Die Klägerin konnte nicht beweisen, dass die Impfung ihre Beschwerden verursacht hat.
Das Gericht sah in den Krankenunterlagen der Klägerin zahlreiche alternative Diagnosen und Ursachen, die die geschilderten Symptome (Erschöpfung, Schmerzen etc.) erklären könnten. Dazu zählten:
Psychische Ursachen
Asthma bronchiale
Blockierungen der Brustwirbelsäule
Reizdarmsyndrom
Mögliche, nicht erkannte Coronavirus-Infektion (Long-COVID-Symptome)
Die Diagnosen „Post-Vac-Syndrom“ in den vorgelegten Arztberichten wurden vom Gericht als nicht überwiegend wahrscheinlich und wissenschaftlich nicht fundiert eingestuft, da sie oft nur auf der Eigenaussage der Klägerin beruhten und keine umfassenden körperlichen oder diagnostischen Befunde enthielten.
Die Klägerin erfüllte die sogenannte erweiterte Darlegungslast in Arzneimittelhaftungsverfahren nicht vollständig:
Die Klägerin legte dem Gericht nicht alle ihrer Kranken- und Behandlungsunterlagen vor, insbesondere fehlten wichtige Dokumentationen von Hausärzten aus der Zeit vor der Impfung. Dies ist jedoch erforderlich, um auszuschließen, dass bereits vorherige Erkrankungen oder Risikofaktoren die Ursache für die aktuellen Beschwerden sind.
Ohne die vollständigen Unterlagen war es der Beklagten und dem Gericht unmöglich, mögliche Alternativursachen umfassend zu prüfen.
Der Anspruch der Klägerin auf Auskunft vom Hersteller (§ 84a AMG) wurde ebenfalls abgewiesen.
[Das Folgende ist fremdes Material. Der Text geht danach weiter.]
use std::{sync::Arc, time::Duration};

use async_trait::async_trait;
use bon::Builder;
use rumqttc::{AsyncClient, Event, EventLoop, MqttOptions, Outgoing, Packet, QoS};
use tokio::{sync::watch, task::JoinHandle, time::timeout};
use uuid::Uuid;

use crate::{notify::Channel, prelude::*};

#[derive(Copy, Clone, Debug, Eq, PartialEq)]
pub enum ConnectionState {
    Disconnected,
    Connecting,
    Connected,
}

#[must_use]
#[derive(Clone, Builder)]
pub struct BrokerConfig {
    #[builder(into)]
    hostname: String,

    port: u16,

    #[builder(into)]
    username: String,

    #[builder(into)]
    password: String,

    /// Must be unique per broker session.
    #[builder(into, default = format!("{}-{}", clap::crate_name!(), Uuid::new_v4().simple()))]
    client_id: String,

    #[builder(default = Duration::from_secs(10))]
    connect_timeout: Duration,

    /// Wait this long for the pending acknowledgements when disconnecting.
    #[builder(default = Duration::from_secs(5))]
    disconnect_timeout: Duration,

    #[builder(default = Duration::from_secs(30))]
    keep_alive: Duration,
}

/// MQTT transport backed by a single long-lived broker session.
///
/// The connection is never re-established automatically: call [`MqttChannel::connect`] again.
pub struct MqttChannel {
    config: BrokerConfig,
    client: Option<AsyncClient>,
    state: Arc<watch::Sender<ConnectionState>>,

    /// Number of enqueued QoS 1 messages not yet acknowledged by the broker.
    n_pending: Arc<watch::Sender<usize>>,

    event_loop: Option<JoinHandle<()>>,
}

impl MqttChannel {
    const REQUEST_CAPACITY: usize = 10;

    pub fn new(config: BrokerConfig) -> Self {
        Self {
            config,
            client: None,
            state: Arc::new(watch::Sender::new(ConnectionState::Disconnected)),
            n_pending: Arc::new(watch::Sender::new(0)),
            event_loop: None,
        }
    }

    pub fn state(&self) -> ConnectionState {
        *self.state.borrow()
    }

    /// Establish the broker session and wait for the acknowledgement.
    ///
    /// On failure, the channel stays disconnected and remains usable.
    #[instrument(skip_all, fields(hostname = %self.config.hostname, port = self.config.port))]
    pub async fn connect(&mut self) -> Result {
        if self.event_loop.is_some() {
            self.disconnect().await;
        }
        self.n_pending.send_replace(0);
        self.state.send_replace(ConnectionState::Connecting);
        info!("connecting…");

        let mut options =
            MqttOptions::new(&self.config.client_id, &self.config.hostname, self.config.port);
        options.set_credentials(&self.config.username, &self.config.password);
        options.set_keep_alive(self.config.keep_alive);
        options.set_clean_session(true);

        let (client, event_loop) = AsyncClient::new(options, Self::REQUEST_CAPACITY);
        let mut receiver = self.state.subscribe();
        self.event_loop = Some(tokio::spawn(drive(
            event_loop,
            Arc::clone(&self.state),
            Arc::clone(&self.n_pending),
        )));

        let state = timeout(
            self.config.connect_timeout,
            receiver.wait_for(|state| *state != ConnectionState::Connecting),
        )
        .await
        .map(|result| result.map(|state| *state));
        match state {
            Ok(Ok(ConnectionState::Connected)) => {
                self.client = Some(client);
                info!("connected");
                Ok(())
            }
            Ok(_) => {
                self.shut_down_event_loop();
                bail!("failed to connect to the broker")
            }
            Err(_) => {
                self.shut_down_event_loop();
                bail!("timed out connecting to the broker")
            }
        }
    }

    /// Wait for the pending acknowledgements, then close the session gracefully.
    ///
    /// The event loop is only aborted when it fails to exit within the disconnect timeout.
    #[instrument(skip_all)]
    pub async fn disconnect(&mut self) {
        let Some(client) = self.client.take() else {
            self.shut_down_event_loop();
            return;
        };

        let mut n_pending = self.n_pending.subscribe();
        let mut state = self.state.subscribe();
        let drained = async {
            tokio::select! {
                _ = n_pending.wait_for(|n_pending| *n_pending == 0) => {}
                _ = state.wait_for(|state| *state != ConnectionState::Connected) => {}
            }
        };
        if timeout(self.config.disconnect_timeout, drained).await.is_err() {
            warn!(
                n_pending = *self.n_pending.borrow(),
                "timed out waiting for the acknowledgements",
            );
        }

        if let Err(error) = client.disconnect().await {
            warn!("failed to disconnect gracefully: {error}");
        }
        if let Some(mut event_loop) = self.event_loop.take()
            && timeout(self.config.disconnect_timeout, &mut event_loop).await.is_err()
        {
            warn!("the event loop did not stop in time, aborting");
            event_loop.abort();
        }
        self.state.send_replace(ConnectionState::Disconnected);
        info!("disconnected");
    }

    fn shut_down_event_loop(&mut self) {
        if let Some(event_loop) = self.event_loop.take() {
            event_loop.abort();
        }
        self.client = None;
        self.state.send_replace(ConnectionState::Disconnected);
    }
}

impl Drop for MqttChannel {
    fn drop(&mut self) {
        if let Some(event_loop) = self.event_loop.take() {
            event_loop.abort();
        }
    }
}

#[async_trait]
impl Channel for MqttChannel {
    fn is_connected(&self) -> bool {
        self.client.is_some() && self.state() == ConnectionState::Connected
    }

    /// Enqueue the message with at-least-once delivery.
    async fn publish(&self, topic: &str, payload: Vec<u8>) -> Result {
        let client = self.client.as_ref().context("the client is not connected")?;

        // The acknowledgement may arrive before `publish` returns:
        self.n_pending.send_modify(|n_pending| *n_pending += 1);
        if let Err(error) = client.publish(topic, QoS::AtLeastOnce, false, payload).await {
            self.n_pending.send_modify(|n_pending| *n_pending = n_pending.saturating_sub(1));
            return Err(error).context("failed to enqueue the message");
        }
        debug!(topic, "enqueued");
        Ok(())
    }
}

/// Poll the event loop until the first transport error or the outgoing disconnect.
async fn drive(
    mut event_loop: EventLoop,
    state: Arc<watch::Sender<ConnectionState>>,
    n_pending: Arc<watch::Sender<usize>>,
) {
    loop {
        match event_loop.poll().await {
            Ok(Event::Incoming(Packet::ConnAck(_))) => {
                state.send_replace(ConnectionState::Connected);
            }
            Ok(Event::Incoming(Packet::PubAck(ack))) => {
                debug!(pkid = ack.pkid, "acknowledged");
                n_pending.send_modify(|n_pending| *n_pending = n_pending.saturating_sub(1));
            }
            Ok(Event::Outgoing(Outgoing::Disconnect)) => {
                debug!("disconnect sent");
                break;
            }
            Ok(event) => {
                trace!(?event, "event");
            }
            Err(error) => {
                error!("connection lost: {error}");
                break;
            }
        }
    }
    state.send_replace(ConnectionState::Disconnected);
}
Der Auskunftsanspruch besteht nur, wenn er zur Feststellung eines Schadensersatzanspruchs erforderlich ist. Da der Schadensersatzanspruch bereits aus den oben genannten Gründen als unbegründet angesehen wurde (fehlende Kausalität, positives Nutzen-Risiko-Verhältnis), war die geforderte Auskunft (z.B. über Herstellungsprozesse, Verdachtsfälle oder interne Erkenntnisse des Herstellers) nicht mehr nötig.
Ansprüche aus allgemeinem Deliktsrecht (wie Produkthaftung oder vorsätzliche Schädigung nach § 823 BGB) wurden ebenfalls abgelehnt.
Diese Ansprüche scheitern ebenfalls am fehlenden Nachweis des Kausalzusammenhangs.
Zudem gelten für diese Ansprüche höhere Anforderungen an den Nachweis, da der Schaden mit Sicherheit vermieden worden wäre, was die Klägerin nicht belegen konnte. Das spezielle Arzneimittelgesetz soll hier nicht durch das allgemeine Zivilrecht umgangen werden.